The '90s was a time when smartphones did not misshapen the way of life. It was a norm to exchange books to read and discuss stories with your friends in school corridors. You could find small book shops at any corner of the city. It used to be such a time when music was not just a bunch of tunes and lyrics that you would listen to on earphones. It was an experience; played on cassettes and appreciated by the whole family. 

Kids were not hiding behind electron-emitting-phone screens, but out on the streets: cycling… rolling tyres with a stick down the road, or playing Kho Kho, and Gulli Danda. Getting back home with a couple of scratches was only a reminder of the fun time that you had and not a cause of concern for parents even, life worked, just like that. 

We waited for Zakoota and Nastoor aka Ainak Wala Jin to grace our TV screens every evening. The force of Bill Batori's spells was way stronger than Hermione's Wingardium Leviosa. As Zakoota enquired; ‘’mujhe kaam batao main kya karun, main kis ko khaoon”, the kids would have their dinner and prepare for bedtime. These little.. partial… restricted amusement sources, as they now appear, lasted for longer periods of euphoria.

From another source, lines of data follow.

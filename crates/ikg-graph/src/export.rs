//! Topology export to JSON, DOT, and Mermaid (`spec.md` §6).

use ikg_core::{Edge, Node, ResourceType};
use serde::Serialize;
use std::collections::BTreeMap;
use std::fmt::Write as _;

/// Edges with confidence below this are rendered dashed in DOT and Mermaid.
const LOW_CONFIDENCE_THRESHOLD: f64 = 0.5;

#[derive(Debug, Clone, Copy, PartialEq, Eq)]
pub enum ExportFormat {
    Json,
    Dot,
    Mermaid,
}

#[derive(Debug, Clone, Copy, Default)]
pub struct ExportOptions {
    /// Include `cost_monthly` in node labels (DOT/Mermaid only).
    pub include_cost: bool,
}

#[derive(Serialize)]
struct JsonExport<'a> {
    nodes: &'a [Node],
    edges: &'a [Edge],
}

#[must_use]
pub fn export_topology(nodes: &[Node], edges: &[Edge], format: ExportFormat, options: ExportOptions) -> String {
    match format {
        ExportFormat::Json => export_json(nodes, edges),
        ExportFormat::Dot => export_dot(nodes, edges, options),
        ExportFormat::Mermaid => export_mermaid(nodes, edges, options),
    }
}

fn export_json(nodes: &[Node], edges: &[Edge]) -> String {
    serde_json::to_string_pretty(&JsonExport { nodes, edges }).unwrap_or_else(|_| "{}".to_string())
}

fn sanitize_id(id: &str) -> String {
    id.chars().map(|c| if c.is_ascii_alphanumeric() { c } else { '_' }).collect()
}

fn group_by_provider(nodes: &[Node]) -> BTreeMap<String, Vec<&Node>> {
    let mut grouped: BTreeMap<String, Vec<&Node>> = BTreeMap::new();
    for node in nodes {
        let key = serde_json::to_value(node.provider)
            .ok()
            .and_then(|v| v.as_str().map(str::to_string))
            .unwrap_or_else(|| "unknown".to_string());
        grouped.entry(key).or_default().push(node);
    }
    grouped
}

fn relationship_label(relationship_type: ikg_core::RelationshipType) -> String {
    serde_json::to_value(relationship_type)
        .ok()
        .and_then(|v| v.as_str().map(str::to_string))
        .unwrap_or_else(|| "related-to".to_string())
}

fn node_label(node: &Node, include_cost: bool) -> String {
    match (include_cost, node.cost_monthly) {
        (true, Some(cost)) => format!("{} (${cost:.2}/mo)", node.name),
        _ => node.name.clone(),
    }
}

fn export_dot(nodes: &[Node], edges: &[Edge], options: ExportOptions) -> String {
    let mut out = String::new();
    out.push_str("digraph infrastructure {\n");

    for (provider, provider_nodes) in group_by_provider(nodes) {
        let _ = writeln!(out, "  subgraph cluster_{} {{", sanitize_id(&provider));
        let _ = writeln!(out, "    label = \"{provider}\";");
        for node in provider_nodes {
            let label = node_label(node, options.include_cost);
            let _ = writeln!(out, "    \"{}\" [label=\"{}\"];", sanitize_id(&node.id), label.replace('"', "\\\""));
        }
        out.push_str("  }\n");
    }

    for edge in edges {
        let style = if edge.confidence < LOW_CONFIDENCE_THRESHOLD { ", style=dashed" } else { "" };
        let _ = writeln!(
            out,
            "  \"{}\" -> \"{}\" [label=\"{}\"{}];",
            sanitize_id(&edge.source_node_id),
            sanitize_id(&edge.target_node_id),
            relationship_label(edge.relationship_type),
            style
        );
    }

    out.push_str("}\n");
    out
}

fn mermaid_shape(node: &Node, label: &str) -> String {
    let id = sanitize_id(&node.id);
    match node.resource_type {
        ResourceType::Database => format!("{id}[({label})]"),
        ResourceType::Vpc => format!("{id}{{{{{label}}}}}"),
        _ => format!("{id}[{label}]"),
    }
}

fn export_mermaid(nodes: &[Node], edges: &[Edge], options: ExportOptions) -> String {
    let mut out = String::new();
    out.push_str("flowchart LR\n");

    for (provider, provider_nodes) in group_by_provider(nodes) {
        let _ = writeln!(out, "  subgraph {}[\"{}\"]", sanitize_id(&provider), provider);
        for node in provider_nodes {
            let label = node_label(node, options.include_cost);
            let _ = writeln!(out, "    {}", mermaid_shape(node, &label));
        }
        out.push_str("  end\n");
    }

    for edge in edges {
        let arrow = if edge.confidence < LOW_CONFIDENCE_THRESHOLD { "-.->" } else { "-->" };
        let _ = writeln!(
            out,
            "  {} {}|{}| {}",
            sanitize_id(&edge.source_node_id),
            arrow,
            relationship_label(edge.relationship_type),
            sanitize_id(&edge.target_node_id)
        );
    }

    out
}
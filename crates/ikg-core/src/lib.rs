//! Graph data model and storage contract for the infrastructure knowledge
//! graph (`spec.md` §3-4.1).
//!
//! This crate defines the node/edge/change/snapshot/sync-record types, the
//! [`Storage`] trait every other crate depends on, and an in-memory
//! [`MemoryStorage`] reference implementation used across the workspace's
//! tests.

pub mod config;
pub mod error;
pub mod filter;
pub mod model;
pub mod storage;

pub use config::EngineConfig;
pub use error::{Error, Result};
pub use filter::{NodeFilter, StatusFilter};
pub use model::{
    Change, ChangeType, DetectedVia, DiscoveredVia, Direction, Edge, EdgeInput, Node, NodeInput,
    NodeStatus, Provider, RelationshipType, ResourceType, Snapshot, SyncRecord, SyncStatus,
};
pub use storage::{MemoryStorage, NeighborResult, SnapshotQuery, Storage};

Long before PUBG and Among Us, Sega and Nintendo consoles offered Donkey Kong and Mario. Long before the inception of Spotify, the only thing you needed to be the coolest kid walking on the street was the Sony Walkman. No birthdays or family gatherings were complete without reel cameras. Getting the perfect selfie was unheard of and you literally had to count days to view the developed photos.

Neelam Ghar on PTV was a family favorite and Lucky Irani Circus entertained people across the country. Ali Zafar’s Channo and Abrar-ul-Haq’s Preeto were loved by everyone. Movie nights meant renting DVDs and VHS to be watched on VCRs. Alpha Bravo Charlie fandom was on another level. Setting up TV antennas was never the task for the faint of heart.  

Ludo was not an app, but a board game that brought everyone closer, and a major cause of disputes and families; particularly among the cousins, at the same time. The ludo fights and cheats would make everyone turn the board over. If not anything else, Yassoo Panju Haar Kabootar Doli made us strong at hath, as it took all our strength not to cry while our hands were slammed, until we pleaded Baba Rehmatullah!

Boys and girls played Cham Cham Cham, Baraf Pani, Chor Sipaahi and Chupan Chupai instead of rushing to Candy Crush Saga or Angry Birds, the only angry bird most of us knew was Dadi’s pet parrot. A patakhon wali pistol and laser light would instantly upgrade your social status. Pocket money was not more than five rupees, for a day, and kids still managed to save a rupee or two by the end of the day. One jump further from lead pencil to fountain pen and ball-point, was perceived as a mini graduation. Keeping an ink pot would fill the owner of it with a sense of pride.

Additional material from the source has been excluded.